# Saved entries
use std::sync::{
    atomic::{AtomicUsize, Ordering},
    Arc,
};

use serde_json::json;
use wrapp_container::{
    Component, ComponentConfig, Container, Export, MemoryLoader, Module, Value,
};

fn main() {
    let loader = Arc::new(MemoryLoader::new().with_module(logging()));
    let container = Container::new(loader.clone());

    // Imported components have to be registered first
    let configs = [
        (
            "sink",
            json!({ "creator": "logging#ConsoleSink", "scope": "singleton", "args": ["[app]"] }),
        ),
        (
            "logger",
            json!({
                "creator": "logging#Logger",
                "args": ["main"],
                "properties": { "sink": { "$ref": "sink" } }
            }),
        ),
        (
            "auditLogger",
            json!({
                "creator": "logging#Logger",
                "args": ["audit"],
                "properties": { "sink": { "$import": "sink", "args": ["[audit]"] } }
            }),
        ),
    ];
    for (id, config) in &configs {
        let config = ComponentConfig::from_json(id, config).unwrap();
        container.add_component(*id, config).unwrap();
    }

    println!("{:?}", container);

    let resolved =
        futures::executor::block_on(container.get_components(["logger", "auditLogger", "logger"]))
            .unwrap();
    for logger in resolved.iter().filter_map(Value::downcast::<Logger>) {
        logger.log("hello");
    }
    println!("loader calls: {:?}", loader.calls());

    container.dispose();
}

struct ConsoleSink {
    prefix: String,
    written: AtomicUsize,
}
impl Component for ConsoleSink {
    fn dispose(&self) {
        println!(
            "{} closed after {} lines",
            self.prefix,
            self.written.load(Ordering::Relaxed)
        );
    }
}

struct Logger {
    name: String,
    sink: Option<Arc<ConsoleSink>>,
}
impl Component for Logger {
    fn setters(&self) -> &[&'static str] {
        &["sink"]
    }

    fn set(&mut self, key: &str, value: Value) {
        if key == "sink" {
            self.sink = value.downcast();
        }
    }
}
impl Logger {
    fn log(&self, message: &str) {
        if let Some(sink) = &self.sink {
            sink.written.fetch_add(1, Ordering::Relaxed);
            println!("{} {}: {message}", sink.prefix, self.name);
        }
    }
}

fn logging() -> Module {
    Module::new("logging")
        .with_export(
            "ConsoleSink",
            Export::class(|args| {
                Ok(ConsoleSink {
                    prefix: args.str(0).unwrap_or_default().to_string(),
                    written: AtomicUsize::new(0),
                })
            }),
        )
        .with_export(
            "Logger",
            Export::class(|args| {
                Ok(Logger {
                    name: args.str(0).unwrap_or_default().to_string(),
                    sink: None,
                })
            }),
        )
}
use std::{collections::HashMap, fmt::Debug, future::Future, sync::Arc};

use futures::future::BoxFuture;
use parking_lot::Mutex;

use crate::types::{Args, Component, DynError};

/// Creator signature shared by classes and plain functions
pub type CreateFn = Arc<dyn Fn(Args) -> Result<Box<dyn Component>, DynError> + Send + Sync>;

/// A member of a [Module] which can create components
#[derive(Clone)]
pub enum Export {
    /// Can only be constructed
    Class(CreateFn),
    /// Can be called directly as a factory, or be constructed
    Function(CreateFn),
}
impl Debug for Export {
    fn fmt(&self, f: &mut std::fmt::Formatter<'_>) -> std::fmt::Result {
        match self {
            Export::Class(_) => f.write_str("Export::Class"),
            Export::Function(_) => f.write_str("Export::Function"),
        }
    }
}
// The export itself is what `static` components hand out
impl Component for Export {}

impl Export {
    pub fn class<T, F>(create: F) -> Self
    where
        T: Component,
        F: Fn(Args) -> Result<T, DynError> + Send + Sync + 'static,
    {
        Export::Class(erase(create))
    }

    pub fn function<T, F>(create: F) -> Self
    where
        T: Component,
        F: Fn(Args) -> Result<T, DynError> + Send + Sync + 'static,
    {
        Export::Function(erase(create))
    }

    pub fn create_fn(&self) -> &CreateFn {
        match self {
            Export::Class(create) | Export::Function(create) => create,
        }
    }

    /// Invokes the export, regardless of whether it is a class or function
    pub fn create(&self, args: Args) -> Result<Box<dyn Component>, DynError> {
        (self.create_fn())(args)
    }
}

fn erase<T, F>(create: F) -> CreateFn
where
    T: Component,
    F: Fn(Args) -> Result<T, DynError> + Send + Sync + 'static,
{
    Arc::new(move |args| create(args).map(|component| Box::new(component) as Box<dyn Component>))
}

/// A loaded backing module: named exports
#[derive(Clone, Debug, Default)]
pub struct Module {
    name: String,
    exports: HashMap<String, Export>,
}

impl Module {
    pub fn new(name: impl Into<String>) -> Self {
        Module {
            name: name.into(),
            exports: HashMap::new(),
        }
    }

    pub fn with_export(mut self, member: impl Into<String>, export: Export) -> Self {
        self.exports.insert(member.into(), export);
        self
    }

    pub fn name(&self) -> &str {
        &self.name
    }

    pub fn export(&self, member: &str) -> Option<&Export> {
        self.exports.get(member)
    }
}

/// Loads backing modules by name.
///
/// The returned modules must match the requested names positionally.
/// Implemented for any `Fn(Vec<String>) -> impl Future<Output = Result<Vec<Module>, DynError>>`.
pub trait ModuleLoader: Send + Sync {
    fn load(&self, names: Vec<String>) -> BoxFuture<'static, Result<Vec<Module>, DynError>>;
}
impl<Fun, FunFuture> ModuleLoader for Fun
where
    Fun: Fn(Vec<String>) -> FunFuture + Send + Sync,
    FunFuture: Future<Output = Result<Vec<Module>, DynError>> + Send + 'static,
{
    fn load(&self, names: Vec<String>) -> BoxFuture<'static, Result<Vec<Module>, DynError>> {
        Box::pin(self(names))
    }
}

/// Returned by [MemoryLoader] for names it doesn't know
#[derive(thiserror::Error, Debug, Clone)]
#[error("Module '{0}' is not known to the loader")]
pub struct UnknownModule(pub String);

/// A [ModuleLoader] serving modules from memory.
///
/// Every call is recorded, which makes it handy to check what reached the loader.
#[derive(Default)]
pub struct MemoryLoader {
    modules: HashMap<String, Module>,
    calls: Mutex<Vec<Vec<String>>>,
}

impl MemoryLoader {
    pub fn new() -> Self {
        Self::default()
    }

    pub fn with_module(mut self, module: Module) -> Self {
        self.modules.insert(module.name().to_string(), module);
        self
    }

    /// Every batch of names the loader was called with, in call order
    pub fn calls(&self) -> Vec<Vec<String>> {
        self.calls.lock().clone()
    }
}

impl ModuleLoader for MemoryLoader {
    fn load(&self, names: Vec<String>) -> BoxFuture<'static, Result<Vec<Module>, DynError>> {
        self.calls.lock().push(names.clone());

        let loaded = names
            .into_iter()
            .map(|name| match self.modules.get(&name) {
                Some(module) => Ok(module.clone()),
                None => Err(Box::new(UnknownModule(name)) as DynError),
            })
            .collect::<Result<Vec<_>, _>>();

        Box::pin(futures::future::ready(loaded))
    }
}

use std::{fmt::Debug, sync::Arc};

use parking_lot::RwLock;

use crate::{
    anonymous::ANONYMOUS_PREFIX,
    binding::load_modules,
    builder::ContainerBuilder,
    config::{ComponentConfig, Scope},
    errors::{ConfigError, ResolveError},
    module::ModuleLoader,
    parser::ModuleMap,
    registry::{ComponentDefinition, ComponentRegistry},
    types::{Instance, Value},
};

/// Dependency injection container
///
/// Holds component definitions and singleton instances. Cloning is cheap, all clones share
/// the same state.
#[derive(Clone)]
pub struct Container(Arc<ContainerInner>);
pub(crate) struct ContainerInner {
    /// None once disposed
    registry: RwLock<Option<ComponentRegistry>>,
    loader: RwLock<Arc<dyn ModuleLoader>>,
}
impl Debug for Container {
    fn fmt(&self, f: &mut std::fmt::Formatter<'_>) -> std::fmt::Result {
        let registry = self.0.registry.read();
        let Some(registry) = registry.as_ref() else {
            return f.write_str("Container(disposed)");
        };

        let mut map = f.debug_struct("Container");
        for definition in registry.definitions() {
            map.field(definition.id(), &definition.scope);
        }
        map.finish()
    }
}

impl Container {
    pub fn new(loader: Arc<dyn ModuleLoader>) -> Self {
        Container(Arc::new(ContainerInner {
            registry: RwLock::new(Some(ComponentRegistry::default())),
            loader: RwLock::new(loader),
        }))
    }

    pub fn builder(loader: Arc<dyn ModuleLoader>) -> ContainerBuilder {
        ContainerBuilder::new(loader)
    }

    /// Registers a component.
    ///
    /// `$import` dependencies are turned into anonymous components right away, so the
    /// imported components must already be registered. Registering an id twice is ignored.
    pub fn add_component(
        &self,
        id: impl Into<String>,
        config: ComponentConfig,
    ) -> Result<(), ConfigError> {
        let id = id.into();
        if id.starts_with(ANONYMOUS_PREFIX) {
            tracing::warn!("'{id}' uses the reserved prefix '{ANONYMOUS_PREFIX}'");
        }

        let mut registry = self.0.registry.write();
        registry
            .as_mut()
            .ok_or(ConfigError::Disposed)?
            .add(id, config)
    }

    /// Registers components in iteration order
    pub fn add_components<Id: Into<String>>(
        &self,
        components: impl IntoIterator<Item = (Id, ComponentConfig)>,
    ) -> Result<(), ConfigError> {
        for (id, config) in components {
            self.add_component(id, config)?;
        }
        Ok(())
    }

    /// False for unknown ids and after disposal
    pub fn contains(&self, id: &str) -> bool {
        self.0
            .registry
            .read()
            .as_ref()
            .is_some_and(|registry| registry.contains(id))
    }

    /// Replaces the module loader used for subsequent resolutions
    pub fn set_loader(&self, loader: Arc<dyn ModuleLoader>) {
        *self.0.loader.write() = loader;
    }

    /// Resolves a single component, [Value::Missing] if it is not registered
    pub async fn get_component(&self, id: &str) -> Result<Value, ResolveError> {
        let mut resolved = self.0.get_components(vec![id.to_string()]).await?;
        Ok(resolved.pop().unwrap_or_default())
    }

    /// Resolves several components at once.
    ///
    /// The result has one entry per requested id, in request order. Unregistered ids resolve
    /// to [Value::Missing] without failing the others.
    pub async fn get_components<Id: Into<String>>(
        &self,
        ids: impl IntoIterator<Item = Id>,
    ) -> Result<Vec<Value>, ResolveError> {
        let ids = ids.into_iter().map(Into::into).collect();
        self.0.get_components(ids).await
    }

    /// Disposes every cached singleton and releases all definitions.
    ///
    /// The container can't be used afterwards.
    pub fn dispose(&self) {
        let Some(registry) = self.0.registry.write().take() else {
            tracing::warn!("Container was already disposed");
            return;
        };

        let mut disposed = 0;
        for definition in registry.definitions() {
            let Some(mut cached) = definition.instance.try_lock() else {
                tracing::debug!("'{}' is in use, its request disposes it", definition.id());
                continue;
            };
            if let Some(instance) = cached.take() {
                instance.object().dispose();
                disposed += 1;
            }
        }

        tracing::debug!(
            "Disposed container with {} components and {disposed} singletons",
            registry.len()
        );
    }
}

impl ContainerInner {
    pub(crate) fn with_registry<R>(
        &self,
        f: impl FnOnce(&ComponentRegistry) -> R,
    ) -> Result<R, ResolveError> {
        let registry = self.registry.read();
        registry.as_ref().map(f).ok_or(ResolveError::Disposed)
    }

    fn loader(&self) -> Arc<dyn ModuleLoader> {
        Arc::clone(&self.loader.read())
    }

    pub(crate) async fn load(&self, modules: ModuleMap) -> Result<(), ResolveError> {
        load_modules(self.loader(), modules).await
    }

    /// Provides an instance according to the component's scope.
    ///
    /// Fails with [ResolveError::Disposed] if the container was disposed meanwhile.
    pub(crate) async fn create_instance(
        self: &Arc<Self>,
        definition: Arc<ComponentDefinition>,
    ) -> Result<Instance, ResolveError> {
        let instance = match definition.scope {
            Scope::Static => definition.creator()?.export().clone(),
            Scope::Singleton => self.singleton(&definition).await?,
            Scope::Transient => self.build(&definition).await?,
        };

        if self.with_registry(|_| ()).is_err() {
            // Dispose skips cells in use, whoever used one last releases its singleton
            if let Some(orphan) = definition.instance.lock().await.take() {
                tracing::debug!("Disposing '{}' created during dispose", definition.id());
                orphan.object().dispose();
            }
            return Err(ResolveError::Disposed);
        }
        Ok(instance)
    }

    async fn singleton(
        self: &Arc<Self>,
        definition: &Arc<ComponentDefinition>,
    ) -> Result<Instance, ResolveError> {
        // Held while building, so concurrent requests wait for the first instance
        let mut cached = definition.instance.lock().await;
        if let Some(instance) = cached.as_ref() {
            return Ok(instance.clone());
        }

        let instance = self.build(definition).await?;
        *cached = Some(instance.clone());
        Ok(instance)
    }
}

# WHAT IS EXPECTED
From the entries above, extract only the lines running from the one containing "releases its singleton" through the one containing "let mut cached", inclusive.

# EXPECTED OUTPUT
            // Dispose skips cells in use, whoever used one last releases its singleton
            if let Some(orphan) = definition.instance.lock().await.take() {
                tracing::debug!("Disposing '{}' created during dispose", definition.id());
                orphan.object().dispose();
            }
            return Err(ResolveError::Disposed);
        }
        Ok(instance)
    }

    async fn singleton(
        self: &Arc<Self>,
        definition: &Arc<ComponentDefinition>,
    ) -> Result<Instance, ResolveError> {
        // Held while building, so concurrent requests wait for the first instance
        let mut cached = definition.instance.lock().await;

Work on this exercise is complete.